Brief = Every line below containing the word "CurvePath" should be found and copied.

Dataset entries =
::::

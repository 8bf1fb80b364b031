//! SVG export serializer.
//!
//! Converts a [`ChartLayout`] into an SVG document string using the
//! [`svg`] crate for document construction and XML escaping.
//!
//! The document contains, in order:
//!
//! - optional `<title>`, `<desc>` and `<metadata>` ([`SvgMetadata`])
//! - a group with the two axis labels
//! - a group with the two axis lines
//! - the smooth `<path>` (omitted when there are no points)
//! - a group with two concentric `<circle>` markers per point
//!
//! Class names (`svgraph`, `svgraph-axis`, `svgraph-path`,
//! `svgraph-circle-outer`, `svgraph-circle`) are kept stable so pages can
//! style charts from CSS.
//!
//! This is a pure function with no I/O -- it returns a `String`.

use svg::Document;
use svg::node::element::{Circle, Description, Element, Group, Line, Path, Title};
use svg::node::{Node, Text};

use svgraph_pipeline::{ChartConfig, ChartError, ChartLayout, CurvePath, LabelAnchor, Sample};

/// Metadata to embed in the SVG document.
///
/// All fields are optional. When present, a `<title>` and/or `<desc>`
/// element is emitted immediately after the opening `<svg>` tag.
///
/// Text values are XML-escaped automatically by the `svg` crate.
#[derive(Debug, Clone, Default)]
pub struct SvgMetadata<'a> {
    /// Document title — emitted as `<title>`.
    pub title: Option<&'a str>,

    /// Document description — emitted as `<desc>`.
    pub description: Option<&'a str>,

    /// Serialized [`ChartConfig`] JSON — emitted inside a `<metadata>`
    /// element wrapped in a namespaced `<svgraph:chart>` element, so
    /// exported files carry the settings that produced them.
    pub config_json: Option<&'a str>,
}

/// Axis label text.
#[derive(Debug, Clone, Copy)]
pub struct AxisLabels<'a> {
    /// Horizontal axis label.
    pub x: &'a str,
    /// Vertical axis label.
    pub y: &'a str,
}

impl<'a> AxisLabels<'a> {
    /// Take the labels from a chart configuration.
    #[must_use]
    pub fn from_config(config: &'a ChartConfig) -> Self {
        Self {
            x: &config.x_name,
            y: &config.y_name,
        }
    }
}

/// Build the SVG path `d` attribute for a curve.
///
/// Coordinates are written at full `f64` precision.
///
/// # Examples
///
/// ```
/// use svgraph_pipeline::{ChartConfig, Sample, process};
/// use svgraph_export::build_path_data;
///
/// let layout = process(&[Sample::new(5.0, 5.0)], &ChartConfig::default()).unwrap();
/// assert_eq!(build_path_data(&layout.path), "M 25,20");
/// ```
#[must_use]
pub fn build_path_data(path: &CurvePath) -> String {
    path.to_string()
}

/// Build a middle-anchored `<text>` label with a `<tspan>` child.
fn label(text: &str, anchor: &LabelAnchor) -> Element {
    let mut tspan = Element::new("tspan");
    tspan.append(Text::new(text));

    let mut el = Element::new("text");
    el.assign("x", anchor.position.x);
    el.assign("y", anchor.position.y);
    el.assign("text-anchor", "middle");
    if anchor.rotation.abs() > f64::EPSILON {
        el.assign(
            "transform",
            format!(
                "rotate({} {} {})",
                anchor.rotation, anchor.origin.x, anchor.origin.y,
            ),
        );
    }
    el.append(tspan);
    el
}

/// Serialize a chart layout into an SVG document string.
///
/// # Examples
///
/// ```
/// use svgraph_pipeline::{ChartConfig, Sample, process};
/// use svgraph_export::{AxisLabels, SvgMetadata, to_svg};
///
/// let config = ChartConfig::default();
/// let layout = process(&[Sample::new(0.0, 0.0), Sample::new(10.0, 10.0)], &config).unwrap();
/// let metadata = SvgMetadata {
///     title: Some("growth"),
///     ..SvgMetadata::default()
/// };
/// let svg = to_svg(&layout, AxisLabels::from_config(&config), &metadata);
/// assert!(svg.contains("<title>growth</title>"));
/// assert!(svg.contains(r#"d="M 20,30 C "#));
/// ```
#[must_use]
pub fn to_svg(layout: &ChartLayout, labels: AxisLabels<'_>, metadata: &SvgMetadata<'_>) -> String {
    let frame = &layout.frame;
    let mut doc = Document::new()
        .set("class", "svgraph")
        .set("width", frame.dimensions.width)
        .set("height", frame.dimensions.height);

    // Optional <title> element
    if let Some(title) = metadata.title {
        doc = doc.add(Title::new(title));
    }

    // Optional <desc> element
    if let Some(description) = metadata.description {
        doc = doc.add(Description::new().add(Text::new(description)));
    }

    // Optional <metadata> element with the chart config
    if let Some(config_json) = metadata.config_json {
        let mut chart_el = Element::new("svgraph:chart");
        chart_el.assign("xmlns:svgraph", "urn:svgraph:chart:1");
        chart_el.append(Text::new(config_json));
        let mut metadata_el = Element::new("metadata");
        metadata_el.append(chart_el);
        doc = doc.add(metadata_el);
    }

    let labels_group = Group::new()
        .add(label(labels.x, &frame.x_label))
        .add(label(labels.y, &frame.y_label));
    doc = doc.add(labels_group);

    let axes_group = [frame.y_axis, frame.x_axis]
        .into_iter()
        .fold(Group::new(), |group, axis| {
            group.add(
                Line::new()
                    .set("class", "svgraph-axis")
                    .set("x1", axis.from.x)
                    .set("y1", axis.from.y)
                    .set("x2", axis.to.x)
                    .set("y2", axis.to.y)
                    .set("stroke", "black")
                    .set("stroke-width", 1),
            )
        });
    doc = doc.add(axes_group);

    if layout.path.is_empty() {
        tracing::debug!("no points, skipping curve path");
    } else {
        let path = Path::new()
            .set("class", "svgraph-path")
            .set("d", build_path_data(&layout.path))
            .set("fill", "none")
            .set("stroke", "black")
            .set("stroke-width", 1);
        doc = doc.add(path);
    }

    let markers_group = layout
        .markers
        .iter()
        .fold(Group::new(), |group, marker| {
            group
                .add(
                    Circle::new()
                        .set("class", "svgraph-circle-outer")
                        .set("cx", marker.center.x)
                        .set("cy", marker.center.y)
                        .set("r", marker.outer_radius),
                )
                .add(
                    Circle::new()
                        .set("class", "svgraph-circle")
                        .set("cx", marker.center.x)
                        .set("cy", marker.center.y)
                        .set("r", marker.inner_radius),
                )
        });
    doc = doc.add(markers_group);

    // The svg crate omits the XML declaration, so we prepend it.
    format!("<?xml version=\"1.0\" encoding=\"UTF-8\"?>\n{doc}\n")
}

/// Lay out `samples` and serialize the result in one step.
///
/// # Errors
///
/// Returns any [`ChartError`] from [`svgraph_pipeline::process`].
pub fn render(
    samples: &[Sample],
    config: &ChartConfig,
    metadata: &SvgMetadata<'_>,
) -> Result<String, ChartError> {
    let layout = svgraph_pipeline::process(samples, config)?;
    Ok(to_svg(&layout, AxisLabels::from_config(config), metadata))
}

::::

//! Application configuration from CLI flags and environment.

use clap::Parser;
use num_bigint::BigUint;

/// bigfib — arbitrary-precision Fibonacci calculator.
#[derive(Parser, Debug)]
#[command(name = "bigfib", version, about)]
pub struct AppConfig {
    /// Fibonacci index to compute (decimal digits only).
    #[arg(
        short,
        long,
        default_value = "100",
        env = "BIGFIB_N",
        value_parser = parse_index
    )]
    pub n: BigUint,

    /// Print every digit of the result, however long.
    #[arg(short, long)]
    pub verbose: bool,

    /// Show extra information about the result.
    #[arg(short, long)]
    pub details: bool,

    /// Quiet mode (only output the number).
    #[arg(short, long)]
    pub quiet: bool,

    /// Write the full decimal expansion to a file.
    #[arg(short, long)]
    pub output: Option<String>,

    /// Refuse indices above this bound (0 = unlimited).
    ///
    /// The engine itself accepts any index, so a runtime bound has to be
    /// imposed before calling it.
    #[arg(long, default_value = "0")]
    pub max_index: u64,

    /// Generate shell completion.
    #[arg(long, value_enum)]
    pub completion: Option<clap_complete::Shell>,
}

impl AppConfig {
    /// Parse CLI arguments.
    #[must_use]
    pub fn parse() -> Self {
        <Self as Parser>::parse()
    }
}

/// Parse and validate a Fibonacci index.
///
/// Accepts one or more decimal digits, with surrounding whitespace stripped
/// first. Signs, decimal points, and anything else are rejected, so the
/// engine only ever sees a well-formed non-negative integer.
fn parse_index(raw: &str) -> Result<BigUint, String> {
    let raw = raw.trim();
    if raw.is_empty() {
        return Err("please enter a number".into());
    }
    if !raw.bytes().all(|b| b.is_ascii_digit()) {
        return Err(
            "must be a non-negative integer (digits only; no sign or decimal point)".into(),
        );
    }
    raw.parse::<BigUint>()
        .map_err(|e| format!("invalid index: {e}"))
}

::::

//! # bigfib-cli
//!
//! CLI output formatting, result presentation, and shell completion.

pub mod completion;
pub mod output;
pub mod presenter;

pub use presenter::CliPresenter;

::::

Your solution =
use svgraph_pipeline::{ChartConfig, ChartError, ChartLayout, CurvePath, LabelAnchor, Sample};
pub fn build_path_data(path: &CurvePath) -> String {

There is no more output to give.